- WHAT IS NEEDED -
Look over the lines below. Report each one that includes the string "DeployFailure".

##########

#[cfg(test)]
mod tests {
    use super::*;
    use tokio::io::{AsyncReadExt, AsyncWriteExt};
    use tokio::net::{TcpListener, TcpStream};

    #[test]
    fn test_receipt_status() {
        let ok: Receipt = serde_json::from_value(json!({
            "transactionHash": B256::repeat_byte(0x01),
            "status": "0x1",
            "contractAddress": Address::repeat_byte(0x02),
        }))
        .unwrap();
        assert!(ok.succeeded());
        assert_eq!(ok.contract_address, Some(Address::repeat_byte(0x02)));

        let reverted: Receipt = serde_json::from_value(json!({
            "transactionHash": B256::repeat_byte(0x01),
            "status": "0x0",
            "contractAddress": null,
        }))
        .unwrap();
        assert!(!reverted.succeeded());
        assert_eq!(reverted.contract_address, None);
    }

    #[test]
    fn test_receipt_without_status_counts_as_success() {
        let legacy: Receipt = serde_json::from_value(json!({
            "transactionHash": B256::repeat_byte(0x01),
        }))
        .unwrap();
        assert!(legacy.succeeded());
    }

    /// Serve JSON-RPC over plain HTTP on a local port, one request per
    /// connection. `respond` maps a method name to the response body.
    async fn serve(respond: fn(&str) -> Value) -> Url {
        let listener = TcpListener::bind("127.0.0.1:0").await.unwrap();
        let addr = listener.local_addr().unwrap();

        tokio::spawn(async move {
            while let Ok((mut socket, _)) = listener.accept().await {
                tokio::spawn(async move {
                    let request = read_request(&mut socket).await;
                    let method = request["method"].as_str().unwrap_or_default();
                    let body = respond(method).to_string();
                    let response = format!(
                        "HTTP/1.1 200 OK\r\nContent-Type: application/json\r\nContent-Length: {}\r\nConnection: close\r\n\r\n{body}",
                        body.len()
                    );
                    let _ = socket.write_all(response.as_bytes()).await;
                    let _ = socket.shutdown().await;
                });
            }
        });

        format!("http://{addr}").parse().unwrap()
    }

    async fn read_request(socket: &mut TcpStream) -> Value {
        let mut buf = Vec::new();
        let mut chunk = [0u8; 4096];
        loop {
            let n = socket.read(&mut chunk).await.unwrap();
            if n == 0 {
                return Value::Null;
            }
            buf.extend_from_slice(&chunk[..n]);

            let Some(end) = buf.windows(4).position(|w| w == b"\r\n\r\n") else {
                continue;
            };
            let headers = String::from_utf8_lossy(&buf[..end]).to_ascii_lowercase();
            let length = headers
                .lines()
                .find_map(|line| line.strip_prefix("content-length:"))
                .and_then(|value| value.trim().parse::<usize>().ok())
                .unwrap_or(0);
            let body = end + 4;
            if buf.len() >= body + length {
                return serde_json::from_slice(&buf[body..body + length]).unwrap();
            }
        }
    }

    fn rpc_result(result: Value) -> Value {
        json!({ "jsonrpc": "2.0", "id": 1, "result": result })
    }

    fn rpc_error(message: &str) -> Value {
        json!({ "jsonrpc": "2.0", "id": 1, "error": { "code": -32000, "message": message } })
    }

    async fn connect(url: Url, confirmation_timeout: Duration) -> RpcChain {
        RpcChain::connect(url, None, confirmation_timeout)
            .await
            .unwrap()
            .with_poll_interval(Duration::from_millis(20))
    }

    #[tokio::test]
    async fn test_connect_reads_chain_id_and_first_account() {
        let url = serve(|method| match method {
            "eth_chainId" => rpc_result(json!("0x2105")),
            "eth_accounts" => rpc_result(json!([Address::repeat_byte(0x0a)])),
            _ => rpc_error("method not found"),
        })
        .await;

        let chain = connect(url, DEFAULT_CONFIRMATION_TIMEOUT).await;
        assert_eq!(chain.chain_id(), 8453);
        assert_eq!(chain.deployer(), Address::repeat_byte(0x0a));
    }

    #[tokio::test]
    async fn test_missing_receipt_times_out() {
        let url = serve(|method| match method {
            "eth_chainId" => rpc_result(json!("0x7a69")),
            "eth_accounts" => rpc_result(json!([Address::repeat_byte(0x0a)])),
            "eth_sendTransaction" => rpc_result(json!(B256::repeat_byte(0x01))),
            "eth_getTransactionReceipt" => rpc_result(Value::Null),
            _ => rpc_error("method not found"),
        })
        .await;

        let chain = connect(url, Duration::from_millis(100)).await;
        let err = chain
            .send(Address::repeat_byte(0x0b), Bytes::new())
            .await
            .unwrap_err();

        assert_eq!(crate::error_kind(&err), Some(crate::ErrorKind::Network));
        assert!(matches!(
            err.downcast_ref::<DeployError>(),
            Some(DeployError::ConfirmationTimeout { tx_hash, .. }) if *tx_hash == B256::repeat_byte(0x01)
        ));
    }

    #[tokio::test]
    async fn test_zero_status_receipt_is_a_revert() {
        let url = serve(|method| match method {
            "eth_chainId" => rpc_result(json!("0x7a69")),
            "eth_accounts" => rpc_result(json!([Address::repeat_byte(0x0a)])),
            "eth_sendTransaction" => rpc_result(json!(B256::repeat_byte(0x01))),
            "eth_getTransactionReceipt" => rpc_result(json!({
                "transactionHash": B256::repeat_byte(0x01),
                "status": "0x0",
                "contractAddress": null,
            })),
            _ => rpc_error("method not found"),
        })
        .await;

        let chain = connect(url, DEFAULT_CONFIRMATION_TIMEOUT).await;
        let err = chain
            .deploy(Contract::Settings, Bytes::from_static(&[0x60, 0x00]), Bytes::new())
            .await
            .unwrap_err();

        assert_eq!(crate::error_kind(&err), Some(crate::ErrorKind::Transaction));
        assert!(err.to_string().contains("status 0x0"));
    }

    #[tokio::test]
    async fn test_send_error_mentioning_revert_is_a_transaction_error() {
        let url = serve(|method| match method {
            "eth_chainId" => rpc_result(json!("0x7a69")),
            "eth_accounts" => rpc_result(json!([Address::repeat_byte(0x0a)])),
            "eth_sendTransaction" => rpc_error("execution reverted: Ownable: caller is not the owner"),
            _ => rpc_error("method not found"),
        })
        .await;

        let chain = connect(url, DEFAULT_CONFIRMATION_TIMEOUT).await;
        let err = chain
            .send(Address::repeat_byte(0x0b), Bytes::new())
            .await
            .unwrap_err();

        assert_eq!(crate::error_kind(&err), Some(crate::ErrorKind::Transaction));
        assert!(format!("{err:#}").contains("caller is not the owner"));
    }

    #[tokio::test]
    async fn test_other_send_errors_stay_network_errors() {
        let url = serve(|method| match method {
            "eth_chainId" => rpc_result(json!("0x7a69")),
            "eth_accounts" => rpc_result(json!([Address::repeat_byte(0x0a)])),
            "eth_sendTransaction" => rpc_error("insufficient funds for gas"),
            _ => rpc_error("method not found"),
        })
        .await;

        let chain = connect(url, DEFAULT_CONFIRMATION_TIMEOUT).await;
        let err = chain
            .send(Address::repeat_byte(0x0b), Bytes::new())
            .await
            .unwrap_err();

        assert_eq!(crate::error_kind(&err), Some(crate::ErrorKind::Network));
    }

    #[tokio::test]
    async fn test_unreachable_endpoint_is_a_network_error() {
        let client = reqwest::Client::builder()
            .timeout(Duration::from_secs(1))
            .build()
            .unwrap();
        let url: Url = "http://127.0.0.1:9".parse().unwrap();

        let err = json_rpc_call::<U64>(&client, &url, "eth_chainId", vec![])
            .await
            .unwrap_err();
        assert_eq!(crate::error_kind(&err), Some(crate::ErrorKind::Network));
    }
}
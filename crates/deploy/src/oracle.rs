//! Oracle pair dispatch.
//!
//! A configured label either maps to exactly one deployment routine or fails
//! the run. There is no fallback oracle.

use std::str::FromStr;

use alloy_core::primitives::{Address, Bytes};
use alloy_core::sol_types::SolValue;
use serde::{Deserialize, Serialize};

use crate::{DeployConfig, DeployError, contracts::Contract};

/// Price pairs with a dedicated oracle contract.
#[derive(
    Debug,
    Clone,
    Copy,
    PartialEq,
    Eq,
    Hash,
    Serialize,
    Deserialize,
    strum::Display,
    strum::EnumString,
    strum::EnumIter,
)]
pub enum OraclePair {
    #[strum(serialize = "cbETH/USD")]
    #[serde(rename = "cbETH/USD")]
    CbEthUsd,
    #[strum(serialize = "wstETH/USD")]
    #[serde(rename = "wstETH/USD")]
    WstEthUsd,
    #[strum(serialize = "ETH/USD")]
    #[serde(rename = "ETH/USD")]
    EthUsd,
}

impl OraclePair {
    /// Resolve a configured label, failing with `unknown oracle type`.
    pub fn parse(label: &str) -> Result<Self, DeployError> {
        Self::from_str(label).map_err(|_| DeployError::UnknownOracle(label.to_string()))
    }

    pub fn contract(self) -> Contract {
        match self {
            Self::EthUsd => Contract::EthOracle,
            Self::CbEthUsd => Contract::CbEthToUsdOracle,
            Self::WstEthUsd => Contract::WstEthToUsdOracle,
        }
    }

    /// The contract and constructor arguments for this pair.
    ///
    /// Every oracle takes the service registry it reads its tokens from and
    /// the Pyth price feed contract.
    pub fn deployment(self, config: &DeployConfig, registry: Address) -> OracleDeployment {
        OracleDeployment {
            contract: self.contract(),
            args: (registry, config.pyth).abi_encode_params().into(),
        }
    }
}

/// What to deploy for one oracle pair.
#[derive(Debug, Clone, PartialEq, Eq)]
pub struct OracleDeployment {
    pub contract: Contract,
    pub args: Bytes,
}
//! Steps 4-7: external services, settings, flash lender, collateral, oracles.

use alloy_core::primitives::{Address, Bytes};
use alloy_core::sol_types::SolCall;
use anyhow::{Context, Result};
use strum::IntoEnumIterator;

use super::{Foundation, Founded, Pipeline, StepContext, Wired, Wiring};
use crate::{
    DeployFailure,
    chain::Chain,
    contracts::{Contract, ISettings, address_arg},
    oracle::OraclePair,
    registry::{CollateralAsset, ServiceName},
};

impl<'a, C: Chain> Pipeline<'a, C, Founded> {
    /// Populate the registry and deploy the shared infrastructure.
    pub async fn wire(mut self) -> Result<Pipeline<'a, C, Wired>, DeployFailure> {
        let foundation = self.state.foundation;
        let outcome = wire(&mut self.ctx, &foundation).await;
        let (pipeline, wiring) = self.finish(outcome)?;
        Ok(pipeline.advance(Wired { foundation, wiring }))
    }
}

async fn wire<C: Chain>(ctx: &mut StepContext<'_, C>, foundation: &Foundation) -> Result<Wiring> {
    let registry = foundation.registry;
    let config = ctx.config;

    let external: [(ServiceName, &str, Address); 5] = [
        (ServiceName::Weth, "WETH", config.weth),
        (ServiceName::UniswapRouter, "Uniswap V3 Router", config.uniswap_router),
        (ServiceName::UniswapQuoter, "Uniswap V3 Quoter", config.uniswap_quoter),
        (ServiceName::AaveV3, "AAVE V3 Pool", config.aave_pool),
        (ServiceName::BalancerVault, "Balancer Vault", config.balancer_vault),
    ];
    for (name, label, address) in external {
        ctx.register(registry, name, label, address).await?;
    }

    let init: Bytes = ISettings::initializeCall {
        initialOwner: ctx.chain.deployer(),
    }
    .abi_encode()
    .into();
    let settings = ctx
        .deploy_proxied(foundation, Contract::Settings, init)
        .await?;
    register_only(ctx, registry, ServiceName::Settings, settings.proxy).await?;

    let flash_lender = ctx
        .deploy(Contract::FlashLender, address_arg(registry))
        .await?;
    register_only(ctx, registry, ServiceName::FlashLender, flash_lender).await?;

    for asset in CollateralAsset::iter() {
        match config.collateral_address(asset) {
            Some(address) => {
                ctx.register(registry, asset.service_name(), &asset.to_string(), address)
                    .await?;
            }
            None => tracing::info!(%asset, "Collateral not available on this network, skipping"),
        }
    }

    let mut oracles = Vec::with_capacity(config.oracles.len());
    for label in &config.oracles {
        let pair = OraclePair::parse(label).context("Failed to deploy oracles")?;
        let deployment = pair.deployment(config, registry);
        let address = ctx.deploy(deployment.contract, deployment.args).await?;
        register_only(ctx, registry, ServiceName::Oracle(pair), address).await?;
        oracles.push((pair, address));
    }

    Ok(Wiring {
        settings,
        flash_lender,
        oracles,
    })
}

/// Register an address the deploy step already recorded.
async fn register_only<C: Chain>(
    ctx: &StepContext<'_, C>,
    registry: Address,
    name: ServiceName,
    address: Address,
) -> Result<()> {
    crate::registry::ServiceRegistry::new(ctx.chain, registry)
        .register(name, address)
        .await
}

##########

- RESPONSE AREA -
    DeployFailure,
    pub async fn wire(mut self) -> Result<Pipeline<'a, C, Wired>, DeployFailure> {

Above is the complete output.